The High Street was on a ridge, with the wynds leading down its sides to the lower town. The main road through this lower town was the Cowgate, leading to the Grassmarket and the West Port. The Grassmarket was the main agricultural and livestock market. The West Port, short for Wester Portsburgh, had, like the Canongate, once been a suburb. By the 1820s it had become the Irish immigrant district, because of its proximity to the Glasgow Road leading west, and Port Hopetoun, the terminus of the Union Canal.

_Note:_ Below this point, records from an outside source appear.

// server/src/web/handlers/coupon_handlers.rs

use actix_web::{web, HttpResponse};
use serde_json::json;
use tracing::{info, instrument};
use uuid::Uuid;

use crossdock::catalog::{CouponPatch, NewCoupon};

use crate::errors::ApiError;
use crate::state::AppState;
use crate::web::extractors::Identity;

#[instrument(name = "handler::create_coupon", skip(state, payload, identity), fields(code = %payload.code))]
pub async fn create_coupon(
  state: web::Data<AppState>,
  payload: web::Json<NewCoupon>,
  identity: Identity,
) -> Result<HttpResponse, ApiError> {
  identity.require_admin()?;
  let coupon = state.catalog.create_coupon(payload.into_inner())?;
  info!(coupon_id = %coupon.id, code = %coupon.code, "coupon created");
  Ok(HttpResponse::Created().json(coupon))
}

#[instrument(name = "handler::list_coupons", skip(state))]
pub async fn list_coupons(state: web::Data<AppState>) -> Result<HttpResponse, ApiError> {
  let coupons = state.catalog.coupons();
  let count = coupons.len();
  Ok(HttpResponse::Ok().json(json!({ "coupons": coupons, "count": count })))
}

#[instrument(name = "handler::get_coupon", skip(state))]
pub async fn get_coupon(
  state: web::Data<AppState>,
  path: web::Path<Uuid>,
) -> Result<HttpResponse, ApiError> {
  let coupon = state.catalog.coupon(path.into_inner())?;
  Ok(HttpResponse::Ok().json(coupon))
}

#[instrument(name = "handler::get_coupon_by_code", skip(state))]
pub async fn get_coupon_by_code(
  state: web::Data<AppState>,
  path: web::Path<String>,
) -> Result<HttpResponse, ApiError> {
  let coupon = state.catalog.coupon_by_code(&path.into_inner())?;
  Ok(HttpResponse::Ok().json(coupon))
}

#[instrument(name = "handler::update_coupon", skip(state, payload, identity))]
pub async fn update_coupon(
  state: web::Data<AppState>,
  path: web::Path<Uuid>,
  payload: web::Json<CouponPatch>,
  identity: Identity,
) -> Result<HttpResponse, ApiError> {
  identity.require_admin()?;
  let coupon = state.catalog.update_coupon(path.into_inner(), payload.into_inner())?;
  info!(coupon_id = %coupon.id, "coupon updated");
  Ok(HttpResponse::Ok().json(coupon))
}

#[instrument(name = "handler::deactivate_coupon", skip(state, identity))]
pub async fn deactivate_coupon(
  state: web::Data<AppState>,
  path: web::Path<Uuid>,
  identity: Identity,
) -> Result<HttpResponse, ApiError> {
  identity.require_admin()?;
  let coupon = state.catalog.deactivate_coupon(path.into_inner())?;
  info!(coupon_id = %coupon.id, "coupon deactivated");
  Ok(HttpResponse::Ok().json(coupon))
}
// core/src/domain/product.rs

use chrono::{DateTime, Utc};
use rust_decimal::Decimal;
use serde::{Deserialize, Serialize};
use uuid::Uuid;

/// Catalog entry. `stock_quantity` is the on-hand count the inventory
/// ledger adjusts; it is signed so a misconfigured adjustment surfaces as a
/// negative balance instead of wrapping.
#[derive(Debug, Clone, Serialize, Deserialize)]
pub struct Product {
  pub id: Uuid,
  pub name: String,
  pub sku: Option<String>,
  pub image: Option<String>,
  pub category_id: Option<Uuid>,
  pub price: Decimal,
  pub stock_quantity: i64,
  pub active: bool,
  pub created_at: DateTime<Utc>,
  pub updated_at: DateTime<Utc>,
}
// core/src/error.rs
use anyhow::Error as AnyhowError;
use rust_decimal::Decimal;
use thiserror::Error;
use uuid::Uuid;

use crate::domain::{ActorKind, OrderStatus};

/// Reasons a coupon or deal was not applied. These are business
/// outcomes, not faults: checkout surfaces them to the caller and, when
/// the caller opted in, proceeds without the discount.
#[derive(Debug, Clone, PartialEq, Eq, Error)]
pub enum DiscountError {
  #[error("Coupon not found: {code}")]
  CouponNotFound { code: String },

  #[error("Coupon '{code}' is expired or inactive")]
  CouponExpired { code: String },

  #[error("Coupon '{code}' has reached its usage limit")]
  CouponUsageExceeded { code: String },

  #[error("Coupon '{code}' requires a minimum purchase of {minimum}")]
  MinimumPurchaseNotMet { code: String, minimum: Decimal },

  #[error("Coupon '{code}' does not apply to this order")]
  CouponNotApplicable { code: String },

  #[error("Deal '{name}' is expired or inactive")]
  DealNotValid { name: String },

  #[error("Deal '{name}' has reached its usage limit")]
  DealUsageExceeded { name: String },
}

impl DiscountError {
  /// The coupon code or deal name involved, for logging.
  pub fn subject(&self) -> &str {
    match self {
      DiscountError::CouponNotFound { code }
      | DiscountError::CouponExpired { code }
      | DiscountError::CouponUsageExceeded { code }
      | DiscountError::MinimumPurchaseNotMet { code, .. }
      | DiscountError::CouponNotApplicable { code } => code,
      DiscountError::DealNotValid { name } | DiscountError::DealUsageExceeded { name } => name,
    }
  }
}

#[derive(Debug, Error)]
pub enum CoreError {
  #[error("Validation failed: {0}")]
  Validation(String),

  #[error("Conflict: {0}")]
  Conflict(String),

  #[error("Transition from '{from}' to '{to}' is not allowed for {role}")]
  InvalidTransition {
    from: OrderStatus,
    to: OrderStatus,
    role: ActorKind,
  },

  #[error("Insufficient stock for product {product_id}: requested {requested}, available {available}")]
  InsufficientStock {
    product_id: Uuid,
    requested: i64,
    available: i64,
  },

  #[error(transparent)]
  Discount(#[from] DiscountError),

  #[error("{entity} not found: {id}")]
  NotFound { entity: &'static str, id: String },

  #[error("Collaborator '{name}' failed. Source: {source}")]
  Collaborator {
    name: &'static str,
    #[source]
    source: AnyhowError,
  },

  #[error("Internal error: {0}")]
  Internal(String),
}

impl CoreError {
  pub fn not_found(entity: &'static str, id: impl ToString) -> Self {
    CoreError::NotFound {
      entity,
      id: id.to_string(),
    }
  }
}

pub type CoreResult<T, E = CoreError> = std::result::Result<T, E>;
// core/examples/checkout_walkthrough.rs

use std::sync::Arc;

use async_trait::async_trait;
use rust_decimal::Decimal;
use rust_decimal_macros::dec;
use tracing::info;
use uuid::Uuid;

use crossdock::catalog::{NewCoupon, NewDeal, NewProduct};
use crossdock::{
  Actor, Catalog, CheckoutItem, CheckoutRequest, CustomerDirectory, CustomerProfile, DealKind,
  DiscountKind, DiscountSpec, InventoryLedger, NotificationSink, OrderAssembler,
  OrderNotification, OrderQueries, OrderStateMachine, OrderStatus, ShippingRates, Store,
  StoreSettings,
};

// 1. Implement the collaborators the engine expects from the application.
//    A real deployment backs these with the customer service, a rate card,
//    and an email/SMS gateway; the demo keeps them in-process.

struct DemoDirectory;

#[async_trait]
impl CustomerDirectory for DemoDirectory {
  async fn lookup(&self, customer_id: Uuid) -> anyhow::Result<Option<CustomerProfile>> {
    Ok(Some(CustomerProfile {
      id: customer_id,
      name: "Amina Rahman".to_string(),
      email: Some("amina@example.com".to_string()),
    }))
  }
}

struct FlatRates;

#[async_trait]
impl ShippingRates for FlatRates {
  async fn quote(&self, method: &str, _line_count: u32) -> anyhow::Result<Decimal> {
    Ok(match method {
      "express" => dec!(120),
      _ => dec!(60),
    })
  }
}

struct LoggingSink;

#[async_trait]
impl NotificationSink for LoggingSink {
  async fn deliver(&self, notification: OrderNotification) -> anyhow::Result<()> {
    info!(
      kind = notification.kind.as_str(),
      order = %notification.order_number,
      "notification sent"
    );
    Ok(())
  }
}

#[tokio::main]
async fn main() -> anyhow::Result<()> {
  tracing_subscriber::fmt().with_max_level(tracing::Level::INFO).init();

  info!("--- Checkout Walkthrough ---");

  // 2. Wire the engine over one shared store.
  let store = Arc::new(Store::new());
  let catalog = Catalog::new(store.clone());
  let machine = OrderStateMachine::new(store.clone());
  let queries = OrderQueries::new(store.clone());
  let ledger = InventoryLedger::new(store.clone());
  let assembler = OrderAssembler::new(
    store.clone(),
    Arc::new(DemoDirectory),
    Arc::new(FlatRates),
    Arc::new(LoggingSink),
    StoreSettings {
      tax_rate: dec!(10),
      tax_inclusive: false,
    },
  );

  // 3. Seed the catalog: two products, a storewide flash deal, a coupon.
  let admin = Actor::Admin(Uuid::new_v4());
  let desk = catalog.create_product(
    NewProduct {
      name: "Standing Desk".to_string(),
      sku: Some("SKU-DESK".to_string()),
      image: None,
      category_id: None,
      price: dec!(250.00),
      initial_stock: 20,
    },
    admin,
  )?;
  let chair = catalog.create_product(
    NewProduct {
      name: "Mesh Chair".to_string(),
      sku: Some("SKU-CHAIR".to_string()),
      image: None,
      category_id: None,
      price: dec!(120.00),
      initial_stock: 35,
    },
    admin,
  )?;
  catalog.create_deal(NewDeal {
    name: "Monsoon Flash".to_string(),
    kind: DealKind::Flash,
    discount: DiscountSpec {
      kind: DiscountKind::Percentage,
      value: dec!(5),
    },
    priority: 10,
    minimum_purchase: None,
    maximum_discount: None,
    applicable_products: None,
    applicable_categories: None,
    buy_quantity: None,
    get_quantity: None,
    get_product_id: None,
    usage_limit: None,
    usage_limit_per_customer: None,
    valid_from: None,
    valid_until: None,
  })?;
  catalog.create_coupon(NewCoupon {
    code: "WELCOME10".to_string(),
    discount: DiscountSpec {
      kind: DiscountKind::Percentage,
      value: dec!(10),
    },
    minimum_purchase: Some(dec!(100)),
    maximum_discount: Some(dec!(80)),
    usage_limit: None,
    usage_limit_per_customer: Some(1),
    valid_from: None,
    valid_until: None,
    applicable_products: None,
    applicable_categories: None,
    first_order_only: false,
  })?;

  // 4. A customer checks out, entering the coupon in lowercase.
  let customer_id = Uuid::new_v4();
  let outcome = assembler
    .create(
      CheckoutRequest {
        customer_id,
        items: vec![
          CheckoutItem {
            product_id: Some(desk.id),
            quantity: 1,
            name: None,
            sku: None,
            unit_price: None,
            variation: None,
          },
          CheckoutItem {
            product_id: Some(chair.id),
            quantity: 2,
            name: None,
            sku: None,
            unit_price: None,
            variation: None,
          },
        ],
        coupon_code: Some("welcome10".to_string()),
        allow_without_coupon: false,
        shipping_method: "standard".to_string(),
      },
      Actor::Customer(customer_id),
    )
    .await?;

  let order = outcome.order;
  info!(number = %order.order_number, "order placed");
  info!(
    "subtotal {}  discount {}  shipping {}  tax {}  total {}",
    order.subtotal, order.discount_amount, order.shipping_cost, order.tax_amount, order.total_amount
  );
  if let Some(deal) = &outcome.deal {
    info!("deal applied: {} (-{})", deal.name, deal.amount);
  }
  if let Some(coupon) = &outcome.coupon {
    info!("coupon applied: {} (-{})", coupon.code, coupon.amount);
  }

  // 5. An admin walks the order down the fulfillment chain.
  for target in [
    OrderStatus::Purchasing,
    OrderStatus::ShippedFromSupplier,
    OrderStatus::ReceivedInBdWarehouse,
    OrderStatus::OnTheWayToDelivery,
    OrderStatus::Completed,
  ] {
    machine.transition(order.id, target, admin, None)?;
  }

  // 6. The audit trail and the stock ledger reflect every move.
  info!("status history:");
  for row in queries.history(order.id)? {
    match row.old_status {
      Some(old) => info!("  {} -> {}", old, row.new_status),
      None => info!("  created as {}", row.new_status),
    }
  }
  info!("ledger for {}:", desk.name);
  for row in ledger.history(desk.id) {
    info!(
      "  {} {:+} ({} -> {})",
      row.reason.as_str(),
      row.adjustment,
      row.old_quantity,
      row.new_quantity
    );
  }

  // Deal takes 5% of 490.00, the coupon 10% of what remains.
  assert_eq!(order.subtotal, dec!(490.00));
  assert_eq!(order.discount_amount, dec!(71.05));
  assert_eq!(order.total_amount, dec!(520.85));
  let final_order = queries.summary(order.id)?;
  assert_eq!(final_order.status, OrderStatus::Completed);
  assert_eq!(store.product(desk.id).map(|p| p.stock_quantity), Some(19));
  assert_eq!(store.product(chair.id).map(|p| p.stock_quantity), Some(33));

  info!("walkthrough complete");
  Ok(())
}
// server/src/web/handlers/product_handlers.rs

use actix_web::{web, HttpResponse};
use serde::Deserialize;
use serde_json::json;
use tracing::{info, instrument};
use uuid::Uuid;

use crossdock::catalog::NewProduct;
use crossdock::StockReason;

use crate::errors::ApiError;
use crate::state::AppState;
use crate::web::extractors::Identity;

/// Reason is restricted to `restock`/`manual_adjustment`; order flows
/// write their ledger rows themselves.
#[derive(Deserialize, Debug)]
pub struct StockAdjustmentPayload {
  pub delta: i64,
  pub reason: StockReason,
  pub note: Option<String>,
}

#[instrument(name = "handler::create_product", skip(state, payload, identity), fields(name = %payload.name))]
pub async fn create_product(
  state: web::Data<AppState>,
  payload: web::Json<NewProduct>,
  identity: Identity,
) -> Result<HttpResponse, ApiError> {
  let admin = identity.require_admin()?;
  let product = state.catalog.create_product(payload.into_inner(), admin)?;
  info!(product_id = %product.id, "product created");
  Ok(HttpResponse::Created().json(product))
}

#[instrument(name = "handler::list_products", skip(state))]
pub async fn list_products(state: web::Data<AppState>) -> Result<HttpResponse, ApiError> {
  let products = state.catalog.products();
  let count = products.len();
  Ok(HttpResponse::Ok().json(json!({ "products": products, "count": count })))
}

#[instrument(name = "handler::get_product", skip(state))]
pub async fn get_product(
  state: web::Data<AppState>,
  path: web::Path<Uuid>,
) -> Result<HttpResponse, ApiError> {
  let product = state.catalog.product(path.into_inner())?;
  Ok(HttpResponse::Ok().json(product))
}

#[instrument(name = "handler::adjust_stock", skip(state, payload, identity))]
pub async fn adjust_stock(
  state: web::Data<AppState>,
  path: web::Path<Uuid>,
  payload: web::Json<StockAdjustmentPayload>,
  identity: Identity,
) -> Result<HttpResponse, ApiError> {
  let admin = identity.require_admin()?;
  let payload = payload.into_inner();
  let product = state.catalog.adjust_stock(
    path.into_inner(),
    payload.delta,
    payload.reason,
    admin,
    payload.note,
  )?;
  info!(product_id = %product.id, stock = product.stock_quantity, "stock adjusted");
  Ok(HttpResponse::Ok().json(product))
}

#[instrument(name = "handler::inventory_history", skip(state))]
pub async fn inventory_history(
  state: web::Data<AppState>,
  path: web::Path<Uuid>,
) -> Result<HttpResponse, ApiError> {
  let product_id = path.into_inner();
  // 404 for ghosts; an empty history on a real product is a valid answer.
  state.catalog.product(product_id)?;
  let rows = state.ledger.history(product_id);
  Ok(HttpResponse::Ok().json(json!({ "product_id": product_id, "rows": rows })))
}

To the south, and uphill from the Cowgate, stood Edinburgh University and the medical district, which included the Royal Infirmary, Surgeon's Hall, and Surgeon's Square. The University was located on South Bridge, part of a series of civic improvements to facilitate movement from residential suburbs in the south to the High Street and the New Town. The effect was to raise the "genteel" parts of the city up on stilts, leaving the industrial districts, the trades, and the agricultural workers below.

Between the High Street and Holyrood Palace was the Canongate, once a medieval suburb but by 1828 the poorest and most heavily industrialized section of the city. One of the city jails was housed in the old Canongate Tollbooth. Nearby stood the Magdalene Asylum, a kind of reform school for penitent prostitutes, and the Charity Workhouse.